Sterling halted two days of declines against the euro before data this week that economists said will show Britain’s inflation rate held at zero while wage growth accelerated. BOE officials Gertjan Vlieghe and Ian McCafferty will testify to U.K. lawmakers on Tuesday. While McCafferty has voted to raise borrowing costs at the past three meetings, former hedge-fund economist Vlieghe only joined the MPC last month and these will be his first public comments as a rate setter.
“We expect U.K. data flow this week to be supportive for the pound, with our economists’ forecasts above consensus,” said Sam Lynton-Brown, a London-based foreign-exchange strategist at BNP Paribas SA. “The market is under-pricing BOE rate-hike prospects and FX investors are not positioned for pound strength. There’s plenty of scope for U.K. front-end rates to move higher and for the pound to strengthen in response to better data.”
Sterling weakened versus all but two of its 16 major peers last week after the BOE said in the minutes of its latest policy meeting that there’s scope to keep interest rates low as slow inflation persists. The central bank has kept it official rate at 0.5 percent since March 2009. McCafferty argued that domestic price pressures are building and inflation will overshoot the central bank’s 2 percent target in the medium term.
The pound rose 0.1 percent to $1.5340 as of 4:14 p.m. London time, after climbing Friday to $1.5383, the highest level since Sept. 22. Sterling strengthened 0.2 percent to 74.04 pence per euro.
Monetary Policy Committee member Martin Weale said in a speech at the University of Groningen in the Netherlands on Monday that productivity in the U.K. has begun to improve and that Europe may be able to avoid a secular stagnation. Last month Weale said Britain’s rates needed to rise “relatively soon.”
“It’s primarily the U.S. dollar that’s softening up, but it’s also potentially some anticipation of today and tomorrow’s BOE speakers” that’s behind sterling’s gain, Josh O’Byrne, a London-based currency strategist at Citigroup Inc. said before Weale’s speech. “Citi expect inflation will be higher than consensus, perhaps enough to offset any more dovish commentary from new MPC member Vlieghe.”
Britain’s currency may appreciate to $1.55 in the next month, Citigroup’s O’Byrne said.
The dollar weakened against most of its major counterparts Monday amid speculation the Federal Reserve will hold off on raising interest rates until 2016. This has also helped push back pricing on the first BOE increase to 2017.
HSBC Holdings Plc reduced its forecast for the pace of U.K. rate increases, seeing only 50 basis points, or 0.5 percentage point, of tightening in 2016 and 2017.
The BOE is still too optimistic on growth, Simon Wells, chief U.K. economist at HSBC, wrote in a note. The “natural” interest rate -- the rate required for the economy to be growing at its potential pace with stable inflation -- will be as low as 1 percent long-term, down from 3 percent before the financial crisis, he wrote.

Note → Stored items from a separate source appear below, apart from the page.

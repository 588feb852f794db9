//! Current-Language Resolution
//!
//! Decides, once per request, which configured language a request
//! addresses by inspecting the first URI path segment.

use crate::{LanguageContext, LanguageError, Languages, Result};

/// Resolves the current language for a request path.
///
/// Implementations run early in the request lifecycle, before anything
/// that depends on the current language is constructed.
pub trait LanguageResolver: Send + Sync {
    /// Resolve the current language from the request path.
    fn resolve(&self, path: &str, languages: &Languages) -> Result<LanguageContext>;
}

/// Resolves the current language from the first URI path segment.
///
/// A segment shorter than 2 or longer than 5 characters is not treated
/// as a locale slug at all, and a segment equal to the default language's
/// slug leaves the request on the default language so the default never
/// gets a duplicate prefixed route.
///
/// # Examples
///
/// ```
/// use locale_routes::{Language, Languages, LanguageResolver, PathLanguageResolver};
///
/// let languages = Languages::new(vec![
///     Language::new("en").as_default(),
///     Language::new("de"),
/// ]).unwrap();
///
/// let resolver = PathLanguageResolver::new();
///
/// let context = resolver.resolve("/de/checkout", &languages).unwrap();
/// assert_eq!(context.current_or(&languages).slug, "de");
///
/// let context = resolver.resolve("/checkout", &languages).unwrap();
/// assert_eq!(context.current_or(&languages).slug, "en");
/// ```
#[derive(Debug, Clone)]
pub struct PathLanguageResolver {
    allow_fallback_to_default: bool,
}

impl PathLanguageResolver {
    /// Create a resolver that falls back to the default language when
    /// the path carries an unknown locale slug.
    pub fn new() -> Self {
        Self {
            allow_fallback_to_default: true,
        }
    }

    /// Configure whether an unknown locale slug falls back to the
    /// default language or fails with
    /// [`LanguageError::CurrentNotResolved`].
    pub fn with_fallback_to_default(mut self, allow: bool) -> Self {
        self.allow_fallback_to_default = allow;
        self
    }

    /// Resolve, discarding a [`LanguageError::CurrentNotResolved`] error.
    ///
    /// Resolution failure never changes which language serves the
    /// request: the default always exists and applies. Failing hard is
    /// only useful for logging, so this logs the unknown slug and
    /// returns an unresolved context.
    pub fn resolve_soft(&self, path: &str, languages: &Languages) -> LanguageContext {
        match self.resolve(path, languages) {
            Ok(context) => context,
            Err(e) => {
                tracing::warn!(error = %e, path, "current language not resolved, using default");
                LanguageContext::new()
            }
        }
    }
}

impl Default for PathLanguageResolver {
    fn default() -> Self {
        Self::new()
    }
}

impl LanguageResolver for PathLanguageResolver {
    fn resolve(&self, path: &str, languages: &Languages) -> Result<LanguageContext> {
        let candidate = first_segment(path);

        let len = candidate.chars().count();
        if !(2..=5).contains(&len) {
            return Ok(LanguageContext::new());
        }

        // The default language is served unprefixed; its slug is not a
        // locale route.
        if candidate == languages.default_language().slug {
            return Ok(LanguageContext::new());
        }

        if !self.allow_fallback_to_default && languages.get(candidate).is_none() {
            return Err(LanguageError::CurrentNotResolved(candidate.to_string()));
        }

        let language = languages.get_or_default(candidate);
        tracing::debug!(locale = %language.locale, slug = candidate, "resolved current language");

        Ok(LanguageContext::with_language(language.clone()))
    }
}

/// The first segment of a URI path, without leading slashes.
fn first_segment(path: &str) -> &str {
    path.trim_start_matches('/')
        .split(['/', '?', '#'])
        .next()
        .unwrap_or_default()
}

“A slower pace of tightening is also warranted in light of increased uncertainty surrounding global demand and evidence of a risk that U.K. growth could slow more in the second half than we (and the MPC) are currently expecting,” Wells wrote. HSBC previously forecast the BOE rate to increase by 75 basis points in 2016.

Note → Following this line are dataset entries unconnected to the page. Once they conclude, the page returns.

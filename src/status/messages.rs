//! Advisory message selection and scoping.

use serde::Serialize;
use std::collections::HashMap;

use super::models::{Platform, StatusMessage};

/// Most messages shown in the banner at once.
pub const BANNER_LIMIT: usize = 3;

pub const GLOBAL_SCOPE: &str = "Global";
const UNKNOWN_PLATFORM_SCOPE: &str = "Platform";

/// Messages whose publication state is exactly "published".
pub fn filter_published(messages: &[StatusMessage]) -> Vec<&StatusMessage> {
    messages
        .iter()
        .filter(|m| m.state.as_deref() == Some("published"))
        .collect()
}

/// Platform id to display name, built once per render.
#[derive(Debug, Clone, Default)]
pub struct PlatformDirectory {
    names: HashMap<String, String>,
}

impl PlatformDirectory {
    pub fn from_platforms(platforms: &[Platform]) -> Self {
        let names = platforms
            .iter()
            .map(|p| (p.id.clone(), p.name.clone()))
            .collect();
        Self { names }
    }

    pub fn name(&self, platform_id: &str) -> Option<&str> {
        self.names.get(platform_id).map(String::as_str)
    }

    /// "Global", the platform's name, or "Platform" for an unknown id.
    pub fn scope_for(&self, message: &StatusMessage) -> String {
        match message.platform_id.as_deref() {
            None => GLOBAL_SCOPE.to_string(),
            Some(id) => self.name(id).unwrap_or(UNKNOWN_PLATFORM_SCOPE).to_string(),
        }
    }
}

/// A message tagged with where it applies.
#[derive(Debug, Clone, PartialEq, Serialize)]
pub struct ScopedMessage<'a> {
    #[serde(flatten)]
    pub message: &'a StatusMessage,
    pub scope: String,
}

/// Pick the banner set: global messages first, then messages for the
/// selected platform, capped at [`BANNER_LIMIT`].
pub fn select_banner_messages<'a>(
    published: &[&'a StatusMessage],
    selected_platform: Option<&str>,
    directory: &PlatformDirectory,
) -> Vec<ScopedMessage<'a>> {
    let global = published.iter().filter(|m| m.platform_id.is_none());
    let scoped = published.iter().filter(|m| match selected_platform {
        Some(id) => m.platform_id.as_deref() == Some(id),
        None => false,
    });

    global
        .chain(scoped)
        .take(BANNER_LIMIT)
        .map(|&message| ScopedMessage {
            message,
            scope: directory.scope_for(message),
        })
        .collect()
}

/// Every published message for one platform, for the drilldown panel.
pub fn messages_for_platform<'a>(
    published: &[&'a StatusMessage],
    platform_id: &str,
) -> Vec<&'a StatusMessage> {
    published
        .iter()
        .copied()
        .filter(|m| m.platform_id.as_deref() == Some(platform_id))
        .collect()
}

U.K. government bonds climbed, with the 10-year yield dropping four basis points to 1.83 percent. The 2 percent gilt due in September 2025 rose 0.325, or 3.25 pounds per 1,000-pound face amount, to 101.565.
The yield curve has steepened as investors reduced their outlook for higher borrowing costs in the near term, pushing down the yields on shorter-dated gilts faster than those on their longer-maturity peers.
The yield difference, or spread, between five- and 30-year gilts touched the widest level since February at the end of last week. The gap was at 136 basis points Monday after reaching 137 on Friday.